[Start of Attachment]

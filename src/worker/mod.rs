//! Per-invocation crawl orchestration
//!
//! One inbound edge drives one pass through the pipeline:
//! policy gate → ledger check → fetch → readability gate → extract →
//! harvest → fan-out. Every gate that fails ends the invocation early with
//! a negative [`CrawlOutcome`]; nothing in here is an error to the caller.
//! The transport is never asked to redeliver: by the time the fan-out
//! runs, downstream effects may already be partially applied, and
//! at-least-once consumers handle the repeats.

use chrono::Utc;
use std::sync::Arc;
use tracing::{debug, error, info};

use crate::extractor::ArticleExtractor;
use crate::fetcher::PageFetcher;
use crate::harvest::harvest_links;
use crate::ledger::CrawlLedger;
use crate::models::CrawlEdge;
use crate::policy::PolicyFilter;
use crate::publisher::EventPublisher;

/// Terminal result of one invocation
///
/// Every variant is a successful completion from the transport's point of
/// view; the distinction exists for logs and tests.
#[derive(Debug, Clone, PartialEq, Eq)]
pub enum CrawlOutcome {
    /// The parent URL matched no allow pattern
    ParentNotAllowed,

    /// The child URL matched a deny pattern
    Blocked,

    /// The child URL already has a ledger entry
    AlreadyCrawled,

    /// Transport error, non-success status, or non-HTML content type
    NotFetchable,

    /// The page failed the readability pre-check
    NotReaderable,

    /// The reader-mode extraction pass failed
    ExtractionFailed,

    /// Full pipeline ran; fan-out was attempted
    Crawled {
        /// Number of harvested links
        links: usize,
    },
}

/// Composes the pipeline components for one invocation at a time
///
/// Stateless across invocations; the only shared state is the cloned
/// client handles inside the injected collaborators.
pub struct CrawlWorker {
    policy: PolicyFilter,
    fetcher: PageFetcher,
    extractor: ArticleExtractor,
    ledger: Arc<dyn CrawlLedger>,
    publisher: Arc<dyn EventPublisher>,
}

impl CrawlWorker {
    /// Build a worker from its collaborators
    #[must_use]
    pub fn new(
        policy: PolicyFilter,
        fetcher: PageFetcher,
        extractor: ArticleExtractor,
        ledger: Arc<dyn CrawlLedger>,
        publisher: Arc<dyn EventPublisher>,
    ) -> Self {
        Self {
            policy,
            fetcher,
            extractor,
            ledger,
            publisher,
        }
    }

    /// Decode an inbound payload and process it
    ///
    /// Undecodable payloads are logged and dropped; the canonical shape is
    /// the `{"from": ..., "to": ...}` JSON object only.
    pub async fn handle_raw(&self, payload: &[u8]) -> Option<CrawlOutcome> {
        match serde_json::from_slice::<CrawlEdge>(payload) {
            Ok(edge) => Some(self.handle(edge).await),
            Err(e) => {
                error!(error = %e, "Undecodable edge payload, dropping message");
                None
            }
        }
    }

    /// Process one crawl edge end to end
    ///
    /// Infallible: every internal failure becomes a [`CrawlOutcome`] and
    /// the invocation completes successfully.
    pub async fn handle(&self, edge: CrawlEdge) -> CrawlOutcome {
        if !self.policy.is_allowed(&edge.from) {
            debug!(from = %edge.from, "Parent URL not allow-listed, dropping edge");
            return CrawlOutcome::ParentNotAllowed;
        }

        if self.policy.is_blocked(&edge.to) {
            debug!(to = %edge.to, "Child URL deny-listed, dropping edge");
            return CrawlOutcome::Blocked;
        }

        if self.ledger.exists(&edge.to).await {
            debug!(url = %edge.to, "Already crawled, dropping edge");
            return CrawlOutcome::AlreadyCrawled;
        }

        let Some(page) = self.fetcher.fetch(&edge.to).await else {
            info!(url = %edge.to, "Page not fetchable, dropping edge");
            return CrawlOutcome::NotFetchable;
        };

        if !self.extractor.is_probably_readerable(&page.html) {
            info!(url = %edge.to, "Page not readerable, dropping edge");
            return CrawlOutcome::NotReaderable;
        }

        let Some(article) = self.extractor.extract(&edge.to, &page.html) else {
            info!(url = %edge.to, "Extraction failed, dropping edge");
            return CrawlOutcome::ExtractionFailed;
        };

        let links = harvest_links(&article);

        // Two independent branches, joined before completion. A failure in
        // either is logged and never cancels the other or reaches the
        // transport as a redelivery signal.
        let fan_out = async {
            self.publisher.publish_links(&links, &edge.to).await
        };

        let persist = async {
            if let Err(e) = self.ledger.record(&edge.to, Utc::now().timestamp_millis()).await {
                error!(url = %edge.to, error = %e, "Ledger write failed");
            }
            self.publisher
                .publish_article(&edge.to, &article, &links)
                .await
        };

        let (links_result, article_result) = tokio::join!(fan_out, persist);

        if let Err(e) = links_result {
            error!(url = %edge.to, error = %e, "Link fan-out failed");
        }
        if let Err(e) = article_result {
            error!(url = %edge.to, error = %e, "Article publish failed");
        }

        info!(url = %edge.to, links = links.len(), title = %article.title, "Crawled");
        CrawlOutcome::Crawled { links: links.len() }
    }
}

#[cfg(test)]
mod tests {
    use super::*;
    use crate::config::PolicyConfig;
    use crate::ledger::MemoryLedger;
    use crate::publisher::MemoryPublisher;
    use std::time::Duration;

    fn worker_with(
        ledger: Arc<MemoryLedger>,
        publisher: Arc<MemoryPublisher>,
    ) -> CrawlWorker {
        let policy = PolicyFilter::new(&PolicyConfig {
            allow: vec![String::from(r"^https://allowed\.example/")],
            deny: vec![String::from(r"^https://spam\.example/")],
        })
        .unwrap();
        // Unroutable base URL: these tests never reach the fetch stage.
        let fetcher =
            PageFetcher::with_base_url("http://127.0.0.1:1", Duration::from_secs(1)).unwrap();

        CrawlWorker::new(
            policy,
            fetcher,
            ArticleExtractor::new(),
            ledger,
            publisher,
        )
    }

    #[tokio::test]
    async fn test_parent_not_allowed_is_a_no_op() {
        let ledger = Arc::new(MemoryLedger::new());
        let publisher = Arc::new(MemoryPublisher::new());
        let worker = worker_with(ledger.clone(), publisher.clone());

        let outcome = worker
            .handle(CrawlEdge {
                from: String::from("https://elsewhere.example/post"),
                to: String::from("https://allowed.example/article"),
            })
            .await;

        assert_eq!(outcome, CrawlOutcome::ParentNotAllowed);
        assert!(ledger.records().is_empty());
        assert!(publisher.link_events().is_empty());
        assert!(publisher.article_events().is_empty());
    }

    #[tokio::test]
    async fn test_blocked_child_is_a_no_op_even_from_allowed_parent() {
        let ledger = Arc::new(MemoryLedger::new());
        let publisher = Arc::new(MemoryPublisher::new());
        let worker = worker_with(ledger.clone(), publisher.clone());

        let outcome = worker
            .handle(CrawlEdge {
                from: String::from("https://allowed.example/post"),
                to: String::from("https://spam.example/article"),
            })
            .await;

        assert_eq!(outcome, CrawlOutcome::Blocked);
        assert!(ledger.records().is_empty());
        assert!(publisher.link_events().is_empty());
    }

    #[tokio::test]
    async fn test_already_crawled_is_a_no_op() {
        let ledger = Arc::new(MemoryLedger::new());
        ledger.insert("https://allowed.example/article", 1);
        let publisher = Arc::new(MemoryPublisher::new());
        let worker = worker_with(ledger.clone(), publisher.clone());

        let outcome = worker
            .handle(CrawlEdge {
                from: String::from("https://allowed.example/post"),
                to: String::from("https://allowed.example/article"),
            })
            .await;

        assert_eq!(outcome, CrawlOutcome::AlreadyCrawled);
        // No duplicate write.
        assert_eq!(ledger.records()["https://allowed.example/article"].crawled_at, 1);
        assert!(publisher.article_events().is_empty());
    }

    #[tokio::test]
    async fn test_undecodable_payload_is_dropped() {
        let worker = worker_with(
            Arc::new(MemoryLedger::new()),
            Arc::new(MemoryPublisher::new()),
        );
        assert!(worker.handle_raw(b"not json").await.is_none());
        assert!(worker
            .handle_raw(br#"{"to":"https://bare.example/"}"#)
            .await
            .is_none());
    }
}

[End of Attachment]

Go through the listing above and list every line that has the word "persist".

        let persist = async {
        let (links_result, article_result) = tokio::join!(fan_out, persist);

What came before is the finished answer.